//! yt-dlp backed fetch engine and metadata provider

use super::parser::{
    ARTIFACT_MARKER, FetchLine, PROGRESS_MARKER, engine_failure_message, parse_candidate,
    parse_fetch_line, parse_track,
};
use super::traits::{FetchEngine, MetadataProvider};
use crate::error::ResolutionError;
use crate::progress::RawProgress;
use crate::types::{FetchSpec, Suggestion, TrackMetadata};
use crate::utils::is_direct_url;
use async_trait::async_trait;
use std::path::{Path, PathBuf};
use std::process::Stdio;
use tokio::io::{AsyncBufReadExt, BufReader};
use tokio::process::Command;
use tokio::sync::mpsc;

/// Keep only the tail of stderr; failure messages come from the last lines
const STDERR_TAIL_LINES: usize = 50;

/// Engine backed by the external `yt-dlp` binary
///
/// Search text is turned into a `ytsearch` query; http(s) URLs are passed
/// through unchanged. Audio extraction and transcoding are delegated to
/// yt-dlp's post-processors (which in turn use ffmpeg).
///
/// # Examples
///
/// ```no_run
/// use tunefetch::engine::YtDlp;
/// use std::path::PathBuf;
///
/// // Create with explicit path
/// let ytdlp = YtDlp::new(PathBuf::from("/usr/local/bin/yt-dlp"));
///
/// // Or auto-discover from PATH
/// let ytdlp = YtDlp::from_path().expect("yt-dlp not found in PATH");
/// ```
pub struct YtDlp {
    binary_path: PathBuf,
    extra_args: Vec<String>,
}

impl YtDlp {
    /// Create an engine with an explicit binary path
    pub fn new(binary_path: PathBuf) -> Self {
        Self {
            binary_path,
            extra_args: Vec::new(),
        }
    }

    /// Attempt to find `yt-dlp` in PATH
    pub fn from_path() -> Option<Self> {
        which::which("yt-dlp").ok().map(Self::new)
    }

    /// Append arguments to every invocation (cookies, proxy, rate limits)
    pub fn with_extra_args(mut self, extra_args: Vec<String>) -> Self {
        self.extra_args = extra_args;
        self
    }

    /// Path of the binary this engine runs
    pub fn binary_path(&self) -> &Path {
        &self.binary_path
    }

    fn command(&self) -> Command {
        let mut cmd = Command::new(&self.binary_path);
        cmd.args(&self.extra_args)
            .stdin(Stdio::null())
            .kill_on_drop(true);
        cmd
    }

    /// Arguments for a fetch run, excluding the binary and extra args
    pub(crate) fn fetch_args(spec: &FetchSpec, output_dir: &Path) -> Vec<String> {
        vec![
            "--newline".into(),
            "--no-playlist".into(),
            "--no-simulate".into(),
            "--progress".into(),
            "--extract-audio".into(),
            "--audio-format".into(),
            spec.codec.as_str().into(),
            "--audio-quality".into(),
            format!("{}K", spec.quality),
            "--progress-template".into(),
            format!(
                "download:{} %(progress.status)s %(progress.downloaded_bytes)s \
                 %(progress.total_bytes)s %(progress.total_bytes_estimate)s",
                PROGRESS_MARKER
            ),
            "--print".into(),
            format!("after_move:{} %(filepath)s", ARTIFACT_MARKER),
            "--paths".into(),
            output_dir.display().to_string(),
            "--output".into(),
            "%(title)s.%(ext)s".into(),
            search_target(&spec.locator, 1),
        ]
    }

    /// Run a metadata command and return its stdout lines, or the failure message
    async fn run_json_command(&self, args: &[String]) -> Result<Vec<serde_json::Value>, String> {
        let output = self
            .command()
            .args(args)
            .output()
            .await
            .map_err(|e| format!("Failed to execute yt-dlp: {}", e))?;

        if !output.status.success() {
            let stderr: Vec<String> = String::from_utf8_lossy(&output.stderr)
                .lines()
                .map(str::to_string)
                .collect();
            return Err(engine_failure_message(&stderr, output.status.code()));
        }

        Ok(String::from_utf8_lossy(&output.stdout)
            .lines()
            .filter(|l| !l.trim().is_empty())
            .filter_map(|l| match serde_json::from_str(l) {
                Ok(value) => Some(value),
                Err(e) => {
                    tracing::debug!(error = %e, "Skipping non-JSON yt-dlp output line");
                    None
                }
            })
            .collect())
    }
}

/// Turn a locator into something yt-dlp accepts
///
/// URLs are used as-is; free text becomes `ytsearch<n>:<text>`.
pub(crate) fn search_target(locator: &str, results: usize) -> String {
    let locator = locator.trim();
    if is_direct_url(locator) {
        locator.to_string()
    } else {
        format!("ytsearch{}:{}", results, locator)
    }
}

#[async_trait]
impl FetchEngine for YtDlp {
    async fn fetch(
        &self,
        spec: &FetchSpec,
        output_dir: &Path,
        progress: mpsc::Sender<RawProgress>,
    ) -> crate::Result<PathBuf> {
        let mut child = self
            .command()
            .args(Self::fetch_args(spec, output_dir))
            .stdout(Stdio::piped())
            .stderr(Stdio::piped())
            .spawn()
            .map_err(|e| crate::Error::ExternalTool(format!("Failed to execute yt-dlp: {}", e)))?;

        let stdout = child
            .stdout
            .take()
            .ok_or_else(|| crate::Error::Other("yt-dlp stdout was not captured".into()))?;
        let stderr = child
            .stderr
            .take()
            .ok_or_else(|| crate::Error::Other("yt-dlp stderr was not captured".into()))?;

        // Drain stderr concurrently so a chatty process never blocks on a full pipe
        let stderr_task = tokio::spawn(async move {
            let mut tail = std::collections::VecDeque::with_capacity(STDERR_TAIL_LINES);
            let mut lines = BufReader::new(stderr).lines();
            while let Ok(Some(line)) = lines.next_line().await {
                if tail.len() == STDERR_TAIL_LINES {
                    tail.pop_front();
                }
                tail.push_back(line);
            }
            Vec::from(tail)
        });

        let mut artifact = None;
        let mut lines = BufReader::new(stdout).lines();
        while let Some(line) = lines.next_line().await? {
            match parse_fetch_line(&line) {
                Some(FetchLine::Progress(event)) => {
                    if progress.send(event).await.is_err() {
                        tracing::debug!("Progress receiver dropped, continuing without updates");
                    }
                }
                Some(FetchLine::Artifact(path)) => artifact = Some(path),
                None => {}
            }
        }
        drop(progress);

        let status = child.wait().await?;
        let stderr_lines = stderr_task.await.unwrap_or_default();

        if !status.success() {
            return Err(crate::Error::Engine(engine_failure_message(
                &stderr_lines,
                status.code(),
            )));
        }

        artifact.ok_or_else(|| crate::Error::Engine("yt-dlp did not report an output file".into()))
    }

    fn name(&self) -> &'static str {
        "yt-dlp"
    }
}

#[async_trait]
impl MetadataProvider for YtDlp {
    async fn resolve(&self, query: &str) -> crate::Result<TrackMetadata> {
        let args = vec![
            "--dump-json".to_string(),
            "--no-playlist".to_string(),
            "--skip-download".to_string(),
            "--no-warnings".to_string(),
            search_target(query, 1),
        ];

        let entries = self
            .run_json_command(&args)
            .await
            .map_err(|reason| ResolutionError::Failed { reason })?;

        entries
            .iter()
            .find_map(parse_track)
            .ok_or_else(|| {
                ResolutionError::NotFound {
                    query: query.to_string(),
                }
                .into()
            })
    }

    async fn search(&self, query: &str, limit: usize) -> crate::Result<Vec<Suggestion>> {
        let args = vec![
            "--dump-json".to_string(),
            "--flat-playlist".to_string(),
            "--skip-download".to_string(),
            "--no-warnings".to_string(),
            format!("ytsearch{}:{}", limit, query.trim()),
        ];

        let entries = self
            .run_json_command(&args)
            .await
            .map_err(crate::Error::ExternalTool)?;

        Ok(entries.iter().filter_map(parse_candidate).collect())
    }

    fn name(&self) -> &'static str {
        "yt-dlp"
    }
}
//! HTTP error response handling for the API
//!
//! This module provides conversions from domain errors to HTTP responses
//! with appropriate status codes and JSON error bodies.

use crate::error::{ApiError, Error, ToHttpStatus};
use axum::{
    Json,
    http::StatusCode,
    response::{IntoResponse, Response},
};

/// Implement IntoResponse for Error to automatically convert errors to HTTP responses
impl IntoResponse for Error {
    fn into_response(self) -> Response {
        let status_code =
            StatusCode::from_u16(self.status_code()).unwrap_or(StatusCode::INTERNAL_SERVER_ERROR);

        if status_code.is_server_error() {
            tracing::warn!(error = %self, code = self.error_code(), "Request failed");
        }

        let api_error: ApiError = self.into();

        (status_code, Json(api_error)).into_response()
    }
}

/// Implement IntoResponse for ApiError for explicit error responses
impl IntoResponse for ApiError {
    fn into_response(self) -> Response {
        // Errors with a known status go through Error::into_response
        (StatusCode::INTERNAL_SERVER_ERROR, Json(self)).into_response()
    }
}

* _DESCRIPTION OF THE TASK_
Show every line of the data that includes the string "piped".

* _RESPONSE FOR THIS EXERCISE_
            .stdout(Stdio::piped())
            .stderr(Stdio::piped())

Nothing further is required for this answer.